Con estas palabras, en 1978, inauguraba Juan Pablo II su pontificado, uno de los más largos, productivos y hermosos de la historia. Hoy, casi 33 años después de ese día, ha sido beatificado ese hombre con alma de niño. Y es que él es para todo el mundo, sin importar religión, raza, edad o sexo, un hombre extraordinario que creía firmemente en la Verdad y que pasó su vida predicando y defendiendo esta Verdad que tanto amaba. Todos recuerdan su sonrisa sencilla, su cautivadora mirada, su voz lenta y profunda y sus maravillosas palabras...todos lo recuerdan porque él fue un hombre que cambió al mundo por su coherencia. Él definió, sin quererlo a veces, tendencias en lugares escondidos, ideas en mentes brillantes, fe en almas titubeantes.

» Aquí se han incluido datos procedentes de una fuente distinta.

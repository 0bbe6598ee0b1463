//! Per-sample PCM codecs.
//!
//! Each raw encoding is a zero-sized type implementing [`PcmCodec`]. The
//! conversion engine instantiates its generic frame loops over these types,
//! so the per-sample work below is inlined into branch-free loops.
//!
//! Integer encodings map full scale to 1.0: a sample `v` of width `b` bits
//! decodes to `v / 2^(b-1)`. Encoding rounds to nearest with ties to even and
//! saturates to the representable range. Float encodings are plain casts.

use crate::structs::speakers::{Format, Sample};

pub const SCALE_16: Sample = 32768.0;
pub const SCALE_24: Sample = 8388608.0;
pub const SCALE_32: Sample = 2147483648.0;

/// Decoding and encoding of one channel sample.
pub trait PcmCodec {
    const FORMAT: Format;
    /// Bytes per sample.
    const WIDTH: usize;

    /// Decodes `bytes[..WIDTH]`.
    fn decode(bytes: &[u8]) -> Sample;

    /// Encodes into `out[..WIDTH]`.
    fn encode(sample: Sample, out: &mut [u8]);
}

#[inline(always)]
fn quantize(sample: Sample, scale: Sample, min: Sample, max: Sample) -> Sample {
    (sample * scale).round_ties_even().clamp(min, max)
}

macro_rules! int_codec {
    ($name:ident, $format:expr, $t:ty, $scale:expr, $from:ident, $to:ident) => {
        pub struct $name;

        impl PcmCodec for $name {
            const FORMAT: Format = $format;
            const WIDTH: usize = std::mem::size_of::<$t>();

            #[inline(always)]
            fn decode(bytes: &[u8]) -> Sample {
                let mut raw = [0u8; std::mem::size_of::<$t>()];
                raw.copy_from_slice(&bytes[..Self::WIDTH]);
                <$t>::$from(raw) as Sample / $scale
            }

            #[inline(always)]
            fn encode(sample: Sample, out: &mut [u8]) {
                let value = quantize(sample, $scale, <$t>::MIN as Sample, <$t>::MAX as Sample);
                out[..Self::WIDTH].copy_from_slice(&(value as $t).$to());
            }
        }
    };
}

int_codec!(Pcm16Le, Format::Pcm16, i16, SCALE_16, from_le_bytes, to_le_bytes);
int_codec!(Pcm16Be, Format::Pcm16Be, i16, SCALE_16, from_be_bytes, to_be_bytes);
int_codec!(Pcm32Le, Format::Pcm32, i32, SCALE_32, from_le_bytes, to_le_bytes);
int_codec!(Pcm32Be, Format::Pcm32Be, i32, SCALE_32, from_be_bytes, to_be_bytes);

const I24_MIN: Sample = -8388608.0;
const I24_MAX: Sample = 8388607.0;

pub struct Pcm24Le;

impl PcmCodec for Pcm24Le {
    const FORMAT: Format = Format::Pcm24;
    const WIDTH: usize = 3;

    #[inline(always)]
    fn decode(bytes: &[u8]) -> Sample {
        // Shift the 24-bit value to the top of an i32 and back to sign-extend.
        (i32::from_le_bytes([0, bytes[0], bytes[1], bytes[2]]) >> 8) as Sample / SCALE_24
    }

    #[inline(always)]
    fn encode(sample: Sample, out: &mut [u8]) {
        let value = quantize(sample, SCALE_24, I24_MIN, I24_MAX) as i32;
        out[..3].copy_from_slice(&value.to_le_bytes()[..3]);
    }
}

pub struct Pcm24Be;

impl PcmCodec for Pcm24Be {
    const FORMAT: Format = Format::Pcm24Be;
    const WIDTH: usize = 3;

    #[inline(always)]
    fn decode(bytes: &[u8]) -> Sample {
        (i32::from_be_bytes([bytes[0], bytes[1], bytes[2], 0]) >> 8) as Sample / SCALE_24
    }

    #[inline(always)]
    fn encode(sample: Sample, out: &mut [u8]) {
        let value = quantize(sample, SCALE_24, I24_MIN, I24_MAX) as i32;
        out[..3].copy_from_slice(&value.to_be_bytes()[1..]);
    }
}

pub struct PcmFloat;

impl PcmCodec for PcmFloat {
    const FORMAT: Format = Format::PcmFloat;
    const WIDTH: usize = 4;

    #[inline(always)]
    fn decode(bytes: &[u8]) -> Sample {
        f32::from_le_bytes([bytes[0], bytes[1], bytes[2], bytes[3]]) as Sample
    }

    #[inline(always)]
    fn encode(sample: Sample, out: &mut [u8]) {
        out[..4].copy_from_slice(&(sample as f32).to_le_bytes());
    }
}

pub struct PcmDouble;

impl PcmCodec for PcmDouble {
    const FORMAT: Format = Format::PcmDouble;
    const WIDTH: usize = 8;

    #[inline(always)]
    fn decode(bytes: &[u8]) -> Sample {
        let mut raw = [0u8; 8];
        raw.copy_from_slice(&bytes[..8]);
        f64::from_le_bytes(raw)
    }

    #[inline(always)]
    fn encode(sample: Sample, out: &mut [u8]) {
        out[..8].copy_from_slice(&sample.to_le_bytes());
    }
}

#[cfg(test)]
mod tests {
    use super::*;

    fn encoded<C: PcmCodec>(sample: Sample) -> Vec<u8> {
        let mut out = vec![0u8; C::WIDTH];
        C::encode(sample, &mut out);
        out
    }

    #[test]
    fn sign_extension() {
        assert_eq!(Pcm16Le::decode(&[0x00, 0x80]), -1.0);
        assert_eq!(Pcm16Be::decode(&[0xFF, 0xFF]), -1.0 / SCALE_16);
        assert_eq!(Pcm24Le::decode(&[0x00, 0x00, 0x80]), -1.0);
        assert_eq!(Pcm24Le::decode(&[0xFF, 0xFF, 0xFF]), -1.0 / SCALE_24);
        assert_eq!(Pcm24Be::decode(&[0x80, 0x00, 0x00]), -1.0);
        assert_eq!(Pcm24Be::decode(&[0x7F, 0xFF, 0xFF]), 8388607.0 / SCALE_24);
        assert_eq!(Pcm32Be::decode(&[0x80, 0, 0, 0]), -1.0);
        assert_eq!(Pcm32Le::decode(&[0xFF, 0xFF, 0xFF, 0xFF]), -1.0 / SCALE_32);
    }

    #[test]
    fn byte_order() {
        assert_eq!(encoded::<Pcm16Le>(0.5), vec![0x00, 0x40]);
        assert_eq!(encoded::<Pcm16Be>(0.5), vec![0x40, 0x00]);
        assert_eq!(encoded::<Pcm24Le>(-0.5), vec![0x00, 0x00, 0xC0]);
        assert_eq!(encoded::<Pcm24Be>(-0.5), vec![0xC0, 0x00, 0x00]);
        assert_eq!(encoded::<Pcm32Be>(0.25), vec![0x20, 0, 0, 0]);
        assert_eq!(encoded::<PcmFloat>(1.5), 1.5f32.to_le_bytes().to_vec());
    }

    #[test]
    fn rounds_to_nearest_even() {
        let lsb = 1.0 / SCALE_16;
        assert_eq!(encoded::<Pcm16Le>(0.4 * lsb), vec![0, 0]);
        assert_eq!(encoded::<Pcm16Le>(0.6 * lsb), vec![1, 0]);
        assert_eq!(encoded::<Pcm16Le>(0.5 * lsb), vec![0, 0]);
        assert_eq!(encoded::<Pcm16Le>(1.5 * lsb), vec![2, 0]);
        assert_eq!(encoded::<Pcm16Le>(-0.6 * lsb), vec![0xFF, 0xFF]);
    }

    #[test]
    fn saturates_instead_of_wrapping() {
        assert_eq!(encoded::<Pcm16Le>(1.0), vec![0xFF, 0x7F]);
        assert_eq!(encoded::<Pcm16Le>(-3.0), vec![0x00, 0x80]);
        assert_eq!(encoded::<Pcm24Le>(2.0), vec![0xFF, 0xFF, 0x7F]);
        assert_eq!(encoded::<Pcm24Be>(-2.0), vec![0x80, 0x00, 0x00]);
        assert_eq!(encoded::<Pcm32Le>(1.0), vec![0xFF, 0xFF, 0xFF, 0x7F]);
        assert_eq!(encoded::<Pcm32Be>(-1e9), vec![0x80, 0, 0, 0]);
    }

    #[test]
    fn float_targets_do_not_saturate() {
        assert_eq!(PcmFloat::decode(&encoded::<PcmFloat>(4.0)), 4.0);
        assert_eq!(PcmDouble::decode(&encoded::<PcmDouble>(-12.25)), -12.25);
    }
}
//! Syncword scanning over fragmented byte streams.
//!
//! The scanner shifts bytes one at a time into a 4-byte window and, once the
//! window is full, tests it against every active pattern after each byte. The
//! window survives between calls, so a syncword split across buffers at any
//! offset is still found. Scanning stops right after the byte that completed
//! a match; the caller decides how to continue from there.
//!
//! # Example
//!
//! ```rust
//! use pcmflow::process::scan::{StandardSync, SyncScanner};
//!
//! let mut scanner = SyncScanner::with_standard_patterns();
//! let stream = [0x00, 0x11, 0x0B, 0x77, 0x12, 0x34];
//!
//! // AC3 is matched once 0x0B77 reaches the top half of the window.
//! assert_eq!(scanner.scan(&stream[..3]), 3);
//! assert_eq!(scanner.scan(&stream[3..]), 3);
//! assert_ne!(scanner.matched() & StandardSync::Ac3Be.bit(), 0);
//! ```

use std::fmt::{self, Display};

use anyhow::{Result, bail};
use log::trace;

use crate::utils::errors::ScanError;

/// Number of pattern slots.
pub const MAX_PATTERNS: usize = 32;

/// Last four bytes seen, most recent in the lowest byte.
#[derive(Debug, Clone, Copy, Default, PartialEq, Eq)]
pub struct SyncWindow {
    bytes: u32,
    count: u8,
}

impl SyncWindow {
    pub const fn new() -> Self {
        Self { bytes: 0, count: 0 }
    }

    #[inline]
    pub fn push(&mut self, byte: u8) {
        self.bytes = (self.bytes << 8) | byte as u32;
        if self.count < 4 {
            self.count += 1;
        }
    }

    pub fn is_full(&self) -> bool {
        self.count == 4
    }

    pub fn is_empty(&self) -> bool {
        self.count == 0
    }

    /// Bytes held, 0 to 4.
    pub fn len(&self) -> usize {
        self.count as usize
    }

    /// Window contents as a big-endian word.
    pub fn value(&self) -> u32 {
        self.bytes
    }

    pub fn clear(&mut self) {
        *self = Self::new();
    }
}

/// Syncword with a mask selecting the bits that must match.
#[derive(Debug, Clone, Copy, PartialEq, Eq)]
pub struct SyncPattern {
    pub syncword: u32,
    pub mask: u32,
}

impl SyncPattern {
    pub const fn new(syncword: u32, mask: u32) -> Self {
        Self { syncword, mask }
    }

    pub const fn exact(syncword: u32) -> Self {
        Self::new(syncword, u32::MAX)
    }

    #[inline]
    pub const fn matches(&self, window: u32) -> bool {
        (window & self.mask) == (self.syncword & self.mask)
    }
}

/// Well-known bitstream header syncwords.
#[derive(Debug, Clone, Copy, PartialEq, Eq, Hash)]
pub enum StandardSync {
    Ac3Be,
    Ac3Le,
    Dts16Be,
    Dts16Le,
    Dts14Be,
    Dts14Le,
    Mpa,
    Spdif,
    TrueHd,
}

impl StandardSync {
    pub const ALL: [StandardSync; 9] = [
        StandardSync::Ac3Be,
        StandardSync::Ac3Le,
        StandardSync::Dts16Be,
        StandardSync::Dts16Le,
        StandardSync::Dts14Be,
        StandardSync::Dts14Le,
        StandardSync::Mpa,
        StandardSync::Spdif,
        StandardSync::TrueHd,
    ];

    /// Slot used by [`SyncScanner::with_standard_patterns`].
    pub const fn index(self) -> usize {
        self as usize
    }

    pub const fn bit(self) -> u32 {
        1 << self.index()
    }

    pub fn from_index(index: usize) -> Option<Self> {
        Self::ALL.get(index).copied()
    }

    pub const fn pattern(self) -> SyncPattern {
        match self {
            StandardSync::Ac3Be => SyncPattern::new(0x0B77_0000, 0xFFFF_0000),
            StandardSync::Ac3Le => SyncPattern::new(0x770B_0000, 0xFFFF_0000),
            StandardSync::Dts16Be => SyncPattern::exact(0x7FFE_8001),
            StandardSync::Dts16Le => SyncPattern::exact(0xFE7F_0180),
            StandardSync::Dts14Be => SyncPattern::exact(0x1FFF_E800),
            StandardSync::Dts14Le => SyncPattern::exact(0xFF1F_00E8),
            // 11-bit frame sync
            StandardSync::Mpa => SyncPattern::new(0xFFE0_0000, 0xFFE0_0000),
            // IEC 61937 Pa/Pb preamble, little-endian words
            StandardSync::Spdif => SyncPattern::exact(0x72F8_1F4E),
            // Last bit distinguishes FBA (TrueHD) from FBB (MLP)
            StandardSync::TrueHd => SyncPattern::new(0xF872_6FBA, 0xFFFF_FFFE),
        }
    }

    pub const fn name(self) -> &'static str {
        match self {
            StandardSync::Ac3Be => "AC3",
            StandardSync::Ac3Le => "AC3 (LE)",
            StandardSync::Dts16Be => "DTS 16-bit",
            StandardSync::Dts16Le => "DTS 16-bit (LE)",
            StandardSync::Dts14Be => "DTS 14-bit",
            StandardSync::Dts14Le => "DTS 14-bit (LE)",
            StandardSync::Mpa => "MPEG Audio",
            StandardSync::Spdif => "SPDIF",
            StandardSync::TrueHd => "TrueHD/MLP",
        }
    }
}

impl Display for StandardSync {
    fn fmt(&self, f: &mut fmt::Formatter<'_>) -> fmt::Result {
        f.write_str(self.name())
    }
}

/// Outcome of one scan call.
#[derive(Debug, Clone, Copy, Default, PartialEq, Eq)]
pub struct ScanResult {
    /// Bytes consumed, up to and including the byte completing a match.
    pub consumed: usize,
    /// Bitmask of all patterns matching the window, 0 if none.
    pub matched: u32,
}

impl ScanResult {
    pub fn is_match(&self) -> bool {
        self.matched != 0
    }
}

/// Multi-pattern syncword scanner.
#[derive(Debug, Clone)]
pub struct SyncScanner {
    patterns: [SyncPattern; MAX_PATTERNS],
    active: u32,
    window: SyncWindow,
    matched: u32,
}

impl Default for SyncScanner {
    fn default() -> Self {
        Self {
            patterns: [SyncPattern::new(0, 0); MAX_PATTERNS],
            active: 0,
            window: SyncWindow::new(),
            matched: 0,
        }
    }
}

impl SyncScanner {
    pub fn new() -> Self {
        Self::default()
    }

    /// Scanner with every [`StandardSync`] pattern in its own slot.
    pub fn with_standard_patterns() -> Self {
        let mut scanner = Self::default();
        for sync in StandardSync::ALL {
            scanner.patterns[sync.index()] = sync.pattern();
            scanner.active |= sync.bit();
        }
        scanner
    }

    fn check_index(index: usize) -> Result<()> {
        if index >= MAX_PATTERNS {
            bail!(ScanError::PatternIndex {
                index,
                max: MAX_PATTERNS,
            });
        }
        Ok(())
    }

    /// Installs `pattern` in slot `index` and activates it. The window is kept.
    pub fn set(&mut self, index: usize, pattern: SyncPattern) -> Result<()> {
        Self::check_index(index)?;
        self.patterns[index] = pattern;
        self.active |= 1 << index;
        Ok(())
    }

    pub fn get(&self, index: usize) -> Option<SyncPattern> {
        (index < MAX_PATTERNS && self.active & (1 << index) != 0).then(|| self.patterns[index])
    }

    pub fn clear(&mut self, index: usize) -> Result<()> {
        Self::check_index(index)?;
        self.active &= !(1 << index);
        Ok(())
    }

    pub fn clear_all(&mut self) {
        self.active = 0;
    }

    /// Bitmask of active slots.
    pub fn active(&self) -> u32 {
        self.active
    }

    /// Forgets buffered bytes and the last match.
    pub fn reset(&mut self) {
        self.window.clear();
        self.matched = 0;
    }

    pub fn window(&self) -> SyncWindow {
        self.window
    }

    /// Patterns matched by the last [`scan`](Self::scan) call.
    pub fn matched(&self) -> u32 {
        self.matched
    }

    /// Scans with the internal window and returns the bytes consumed.
    pub fn scan(&mut self, data: &[u8]) -> usize {
        let mut window = self.window;
        let result = self.scan_window(&mut window, data);
        self.window = window;
        self.matched = result.matched;
        result.consumed
    }

    /// Scans with a caller-owned window, leaving the scanner untouched.
    pub fn scan_window(&self, window: &mut SyncWindow, data: &[u8]) -> ScanResult {
        for (i, &byte) in data.iter().enumerate() {
            window.push(byte);
            if !window.is_full() {
                continue;
            }
            let matched = self.match_word(window.value());
            if matched != 0 {
                trace!("Sync {:08X} matched patterns {matched:#b}", window.value());
                return ScanResult {
                    consumed: i + 1,
                    matched,
                };
            }
        }
        ScanResult {
            consumed: data.len(),
            matched: 0,
        }
    }

    #[inline]
    fn match_word(&self, word: u32) -> u32 {
        let mut matched = 0;
        let mut active = self.active;
        while active != 0 {
            let index = active.trailing_zeros() as usize;
            if self.patterns[index].matches(word) {
                matched |= 1 << index;
            }
            active &= active - 1;
        }
        matched
    }
}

No creo que haya nadie en este mundo que no admire a Juan Pablo II. No creo que nadie pueda resistirse a esa bondad que emanaba de su rostro, a esa firmeza de la voluntad que lo llevó a extremos para vivir en coherencia con la Verdad y el Amor. No creo que haya nadie que de vez en cuando, al recordar su vida y su obra, no deje escapar una tímida lágrima que resbale por su mejilla. Y sin embargo, no basta con sentarse a contemplarlo. Su vida y su obra sólo valdrán la pena si nosotros que las hemos visto nos dejamos conmover por ellas y si nos decidimos a cambiar y a actuar más en esa coherencia que el tenía. Él desató revoluciones en el mundo porque antes había dejado que el Amor revolucionara su corazón. Hagamos lo mismo. Dejemos que, a ejemplo del Papa, el Amor nos arrastre a una vida mejor y a un mundo mejor. Así él no habrá vivido en vano...


¡No tengamos miedo!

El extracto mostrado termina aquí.